We intend to use the net proceeds from this offering to repurchase or redeem all of the 2017 Notes.

1 3/4% Senior Convertible Notes due 2017

On March 6, 2012, we issued in a private offering $300 million in aggregate principal amount of 1 3/4% Senior Convertible Notes due 2017. The 2017 Convertible Notes are fully and unconditionally guaranteed on a senior unsecured basis by Stone Offshore and by certain future restricted subsidiaries of Stone. The net proceeds from the sale of the 2017 Convertible Notes were approximately $291.1 million, after deducting fees and expenses. The 2017 Convertible Notes rank equally in right of payment with all of our existing and future senior unsecured indebtedness, including the notes offered hereby. The 2017 Convertible Notes bear interest at a rate of 1.75% per year, payable on March 1 and September 1 of each year, beginning on September 1, 2012. The 2017 Convertible Notes mature on March 1, 2017, unless earlier converted or repurchased. We may not redeem the 2017 Convertible Notes at our option prior to the maturity date.

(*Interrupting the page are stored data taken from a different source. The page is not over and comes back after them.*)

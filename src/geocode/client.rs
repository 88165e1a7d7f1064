use crate::geocode::cache::GeocodeCache;
use crate::geocode::throttle::Throttle;
use crate::geocode::traits::{Clock, GeocodeSource, TokioClock};
use crate::geocode::types::{GeocodeError, GeocodeOutcome};
use crate::models::Coordinates;
use std::future::Future;
use std::sync::{Mutex, MutexGuard, PoisonError};
use std::time::Duration;
use tracing::{debug, warn};

/// Tuning knobs for [`GeocodeClient`]
#[derive(Debug, Clone, PartialEq)]
pub struct GeocodeSettings {
    /// Minimum spacing between the starts of outbound requests
    pub throttle_interval: Duration,
    /// Cached entries older than this are refreshed. `None` = never expire.
    pub cache_ttl: Option<Duration>,
    /// Maximum number of cached addresses
    pub cache_capacity: usize,
    /// Upper bound on a single call to the source
    pub request_timeout: Duration,
}

impl Default for GeocodeSettings {
    fn default() -> Self {
        Self {
            throttle_interval: Duration::from_millis(50),
            cache_ttl: Some(Duration::from_secs(24 * 60 * 60)),
            cache_capacity: 1024,
            request_timeout: Duration::from_secs(10),
        }
    }
}

/// Caching, throttled front for a [`GeocodeSource`].
///
/// One instance owns its cache and throttle marker; share it (e.g. behind an
/// `Arc`) between every caller that should respect the same request rate.
pub struct GeocodeClient<S, C = TokioClock> {
    source: S,
    clock: C,
    cache: Mutex<GeocodeCache>,
    throttle: Throttle,
    request_timeout: Duration,
}

impl<S: GeocodeSource> GeocodeClient<S, TokioClock> {
    /// Create a client with default settings
    pub fn new(source: S) -> Self {
        Self::with_settings(source, GeocodeSettings::default())
    }

    /// Create a client with custom settings
    pub fn with_settings(source: S, settings: GeocodeSettings) -> Self {
        Self::with_clock(source, settings, TokioClock)
    }
}

impl<S: GeocodeSource, C: Clock> GeocodeClient<S, C> {
    pub fn with_clock(source: S, settings: GeocodeSettings, clock: C) -> Self {
        Self {
            source,
            clock,
            cache: Mutex::new(GeocodeCache::new(
                settings.cache_capacity,
                settings.cache_ttl,
            )),
            throttle: Throttle::new(settings.throttle_interval),
            request_timeout: settings.request_timeout,
        }
    }

    pub fn source(&self) -> &S {
        &self.source
    }

    /// Resolve an address, reporting why it failed when it does.
    ///
    /// Cache hits return immediately with no throttle wait. Only successful
    /// resolutions are cached.
    pub async fn lookup(&self, address: &str) -> GeocodeOutcome {
        let key = address.trim();
        if key.is_empty() {
            return GeocodeOutcome::Unresolved(GeocodeError::EmptyAddress);
        }

        let cached = self.lock_cache().get(key, self.clock.now());
        if let Some(coordinates) = cached {
            debug!("Geocode cache hit for {:?}", key);
            return GeocodeOutcome::Resolved(coordinates);
        }

        self.throttle.acquire(&self.clock).await;
        debug!(
            "Geocoding {:?} via {}",
            key,
            self.source.source_name()
        );

        let result = match tokio::time::timeout(self.request_timeout, self.source.search(key)).await
        {
            Ok(result) => result,
            Err(_) => Err(GeocodeError::Timeout(self.request_timeout)),
        };

        match result {
            Ok(Some(coordinates)) => {
                self.lock_cache()
                    .insert(key.to_string(), coordinates, self.clock.now());
                GeocodeOutcome::Resolved(coordinates)
            }
            Ok(None) => GeocodeOutcome::Unresolved(GeocodeError::NoMatch),
            Err(e) => GeocodeOutcome::Unresolved(e),
        }
    }

    /// Like [`lookup`](Self::lookup), but gives up as soon as `cancel` completes
    pub async fn lookup_cancellable<F>(&self, address: &str, cancel: F) -> GeocodeOutcome
    where
        F: Future<Output = ()>,
    {
        tokio::select! {
            outcome = self.lookup(address) => outcome,
            _ = cancel => {
                debug!("Geocode lookup for {:?} cancelled", address.trim());
                GeocodeOutcome::Unresolved(GeocodeError::Cancelled)
            }
        }
    }

    /// Resolve an address, always producing a usable coordinate.
    ///
    /// Failures are logged and replaced by the Singapore centre pin.
    pub async fn resolve(&self, address: &str) -> Coordinates {
        let outcome = self.lookup(address).await;
        if let GeocodeOutcome::Unresolved(reason) = &outcome {
            warn!("Geocoding failed for address {:?}: {}", address, reason);
        }
        outcome.or_fallback()
    }

    /// Drop expired cache entries, returning how many were removed
    pub fn sweep_cache(&self) -> usize {
        let now = self.clock.now();
        self.lock_cache().sweep_expired(now)
    }

    pub fn cache_len(&self) -> usize {
        self.lock_cache().len()
    }

    fn lock_cache(&self) -> MutexGuard<'_, GeocodeCache> {
        self.cache.lock().unwrap_or_else(PoisonError::into_inner)
    }
}
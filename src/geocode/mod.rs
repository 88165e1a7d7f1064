pub mod cache;
pub mod client;
pub mod onemap;
pub mod throttle;
pub mod traits;
pub mod types;

pub use cache::GeocodeCache;
pub use client::{GeocodeClient, GeocodeSettings};
pub use onemap::{OneMapSource, ONEMAP_SEARCH_URL};
pub use throttle::Throttle;
pub use traits::{Clock, GeocodeSource, TokioClock};
pub use types::{GeocodeError, GeocodeOutcome};
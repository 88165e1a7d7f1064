use std::time::Duration;
use tokio::sync::mpsc;

/// Quiet period used for the free-text search box
pub const SEARCH_DEBOUNCE: Duration = Duration::from_millis(300);

/// Sending half: feed every keystroke / criteria change in here
#[derive(Debug, Clone)]
pub struct DebounceHandle<T> {
    tx: mpsc::UnboundedSender<T>,
}

impl<T> DebounceHandle<T> {
    /// Returns false once the receiving side is gone
    pub fn submit(&self, value: T) -> bool {
        self.tx.send(value).is_ok()
    }
}

/// Receiving half: yields a value only after input has been quiet for a while
#[derive(Debug)]
pub struct Debouncer<T> {
    rx: mpsc::UnboundedReceiver<T>,
    quiet: Duration,
}

/// Create a connected handle/debouncer pair
pub fn debouncer<T>(quiet: Duration) -> (DebounceHandle<T>, Debouncer<T>) {
    let (tx, rx) = mpsc::unbounded_channel();
    (DebounceHandle { tx }, Debouncer { rx, quiet })
}

impl<T> Debouncer<T> {
    /// Wait for the next settled value.
    ///
    /// Each new submission restarts the quiet period; only the latest value is
    /// returned. A pending value is flushed when every handle is dropped.
    /// Returns `None` when the channel is closed with nothing pending.
    pub async fn next(&mut self) -> Option<T> {
        let mut latest = self.rx.recv().await?;

        loop {
            tokio::select! {
                newer = self.rx.recv() => match newer {
                    Some(value) => latest = value,
                    None => return Some(latest),
                },
                _ = tokio::time::sleep(self.quiet) => return Some(latest),
            }
        }
    }
}
pub mod predict;

pub use predict::{price_history, PriceHistoryEntry, RentPredictionRequest};

use crate::filters::FilterCriteria;
use crate::geocode::{Clock, GeocodeClient, GeocodeOutcome, GeocodeSource};
use crate::models::{LocatedProperty, Property};
use anyhow::{Context, Result};
use chrono::Utc;
use futures::future::join_all;
use predict::{PredictionErrorBody, RentPredictionResponse};
use reqwest::Client;
use serde::Serialize;
use std::time::Duration;
use tracing::{debug, info, warn};

/// Backend host used when none is configured
pub const DEFAULT_API_HOST: &str = "http://localhost:8000";

const PROPERTIES_PATH: &str = "/app/properties/";
const DETAILS_PATH: &str = "/property/details";
const PREDICT_RENT_12_MONTHS_PATH: &str = "/advanced-features/predict-rent-12-months/";

/// Query parameters understood by the listings endpoint
#[derive(Debug, Clone, Default, PartialEq, Serialize)]
pub struct PropertyQuery {
    #[serde(skip_serializing_if = "Option::is_none")]
    pub search: Option<String>,
    #[serde(skip_serializing_if = "Option::is_none")]
    pub min_price: Option<f64>,
    #[serde(skip_serializing_if = "Option::is_none")]
    pub max_price: Option<f64>,
    #[serde(skip_serializing_if = "Option::is_none")]
    pub bedrooms: Option<u32>,
    #[serde(skip_serializing_if = "Option::is_none")]
    pub bathrooms: Option<u32>,
    /// Comma-separated property types
    #[serde(skip_serializing_if = "Option::is_none")]
    pub types: Option<String>,
    /// Comma-separated amenities
    #[serde(skip_serializing_if = "Option::is_none")]
    pub amenities: Option<String>,
}

impl PropertyQuery {
    /// Translate client-side criteria into server-side query parameters.
    /// Unrestricted clauses are left out.
    pub fn from_criteria(criteria: &FilterCriteria) -> Self {
        let (min_price, max_price) = criteria.price_range;

        Self {
            search: Some(criteria.search_text.trim().to_string()).filter(|s| !s.is_empty()),
            min_price: Some(min_price).filter(|p| *p > 0.0),
            max_price: Some(max_price).filter(|p| p.is_finite()),
            bedrooms: Some(criteria.bedrooms).filter(|n| *n > 0),
            bathrooms: Some(criteria.bathrooms).filter(|n| *n > 0),
            types: join_sorted(criteria.property_types.iter()),
            amenities: join_sorted(criteria.amenities.iter()),
        }
    }
}

fn join_sorted<'a>(values: impl Iterator<Item = &'a String>) -> Option<String> {
    let mut values: Vec<&str> = values.map(String::as_str).collect();
    if values.is_empty() {
        return None;
    }
    values.sort_unstable();
    Some(values.join(","))
}

/// Client for the listings backend
pub struct PropertyService {
    client: Client,
    host: String,
}

impl PropertyService {
    /// `host` is the backend root, e.g. `http://localhost:8000`
    pub fn new(host: impl Into<String>, timeout: Duration) -> Result<Self> {
        let client = Client::builder()
            .timeout(timeout)
            .build()
            .context("Failed to create HTTP client")?;

        Ok(Self {
            client,
            host: host.into().trim_end_matches('/').to_string(),
        })
    }

    pub fn host(&self) -> &str {
        &self.host
    }

    /// Fetch the listings matching `query`
    pub async fn fetch_properties(&self, query: &PropertyQuery) -> Result<Vec<Property>> {
        let url = format!("{}{}", self.host, PROPERTIES_PATH);
        debug!("Fetching URL: {} with {:?}", url, query);

        let response = self
            .client
            .get(&url)
            .query(query)
            .send()
            .await
            .context("Failed to fetch properties")?;

        if !response.status().is_success() {
            warn!("Backend returned status: {}", response.status());
            anyhow::bail!("Failed to fetch properties: {}", response.status());
        }

        let properties: Vec<Property> = response
            .json()
            .await
            .context("Failed to decode property list")?;
        info!("Fetched {} properties", properties.len());
        Ok(properties)
    }

    /// Fetch a single listing by id
    pub async fn fetch_property(&self, id: i64) -> Result<Property> {
        let url = format!("{}{}/{}/", self.host, DETAILS_PATH, id);
        debug!("Fetching URL: {}", url);

        let response = self
            .client
            .get(&url)
            .send()
            .await
            .with_context(|| format!("Failed to fetch property {}", id))?;

        if !response.status().is_success() {
            warn!("Backend returned status: {}", response.status());
            anyhow::bail!("Failed to fetch property {}: {}", id, response.status());
        }

        response
            .json()
            .await
            .with_context(|| format!("Failed to decode property {}", id))
    }

    /// Forecast monthly rent for the next twelve months.
    ///
    /// `token` is sent as `Authorization: Token <token>` when present.
    /// Entries are labelled from the current month onwards.
    pub async fn predict_rent_12_months(
        &self,
        request: &RentPredictionRequest,
        token: Option<&str>,
    ) -> Result<Vec<PriceHistoryEntry>> {
        let url = format!("{}{}", self.host, PREDICT_RENT_12_MONTHS_PATH);
        debug!("Posting to URL: {} with {:?}", url, request);

        let mut builder = self.client.post(&url).json(request);
        if let Some(token) = token {
            builder = builder.header(reqwest::header::AUTHORIZATION, format!("Token {}", token));
        }

        let response = builder
            .send()
            .await
            .context("Failed to request rent prediction")?;

        let status = response.status();
        if !status.is_success() {
            warn!("Backend returned status: {}", status);
            match response.json::<PredictionErrorBody>().await {
                Ok(body) => anyhow::bail!("Rent prediction failed ({}): {}", status, body.error),
                Err(_) => anyhow::bail!("Rent prediction failed: {}", status),
            }
        }

        let body: RentPredictionResponse = response
            .json()
            .await
            .context("Failed to decode rent prediction")?;
        info!("Received {} monthly rent predictions", body.predicted_rent.len());

        Ok(price_history(&body.predicted_rent, Utc::now().date_naive()))
    }

    /// Fetch listings and pin each one on the map.
    ///
    /// Backend-stored coordinates are used as-is; everything else is geocoded
    /// concurrently through the shared, throttled client. Unresolved addresses
    /// get the fallback pin and `resolved == false`.
    pub async fn fetch_with_coordinates<S, C>(
        &self,
        query: &PropertyQuery,
        geocoder: &GeocodeClient<S, C>,
    ) -> Result<Vec<LocatedProperty>>
    where
        S: GeocodeSource,
        C: Clock,
    {
        let properties = self.fetch_properties(query).await?;
        Ok(locate_all(properties, geocoder).await)
    }
}

/// Annotate properties with coordinates, preserving input order
pub async fn locate_all<S, C>(
    properties: Vec<Property>,
    geocoder: &GeocodeClient<S, C>,
) -> Vec<LocatedProperty>
where
    S: GeocodeSource,
    C: Clock,
{
    let located = join_all(properties.into_iter().map(|property| async move {
        if let Some(coordinates) = property.stored_coordinates() {
            return LocatedProperty {
                property,
                coordinates,
                resolved: true,
            };
        }

        let address = property.full_address();
        let outcome = geocoder.lookup(&address).await;
        if let GeocodeOutcome::Unresolved(reason) = &outcome {
            warn!("Geocoding failed for property {}: {}", property.id, reason);
        }

        LocatedProperty {
            resolved: outcome.is_resolved(),
            coordinates: outcome.or_fallback(),
            property,
        }
    }))
    .await;

    let unresolved = located.iter().filter(|p| !p.resolved).count();
    if unresolved > 0 {
        info!("{} of {} properties pinned at the fallback location", unresolved, located.len());
    }
    located
}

The 2017 Convertible Notes are convertible into cash, shares of our common stock or a combination of cash and shares of our common stock, at our election, based on an initial conversion rate of 23.4449 shares of our common stock per $1,000 principal amount of 2017 Convertible Notes, which corresponds to an initial conversion price of approximately $42.65 per share of our common stock. The conversion rate, and thus the conversion price, may be adjusted under certain circumstances as described in the indenture related to the 2017 Convertible Notes.

Prior to December 1, 2016, the 2017 Convertible Notes may be converted by the holder, in multiples of $1,000 principal amount, only under the circumstances set forth in the related indenture. On or after December 1, 2016, the 2017 Convertible Notes may be converted by the holder in multiples of $1,000 principal amount at any time prior to the close of business on the second scheduled trading day (as defined in the indenture related to the 2017 Convertible Notes) prior to March 1, 2017.

If we undergo a fundamental change (as defined in the indenture related to the 2017 Convertible Notes) prior to maturity, holders of the 2017 Convertible Notes will have the right, at their option, to require us to repurchase for cash some or all of their 2017 Convertible Notes at a repurchase price equal to 100% of the principal amount of the 2017 Convertible Notes being repurchased, plus accrued and unpaid interest (including additional interest, if any) to the fundamental change repurchase date.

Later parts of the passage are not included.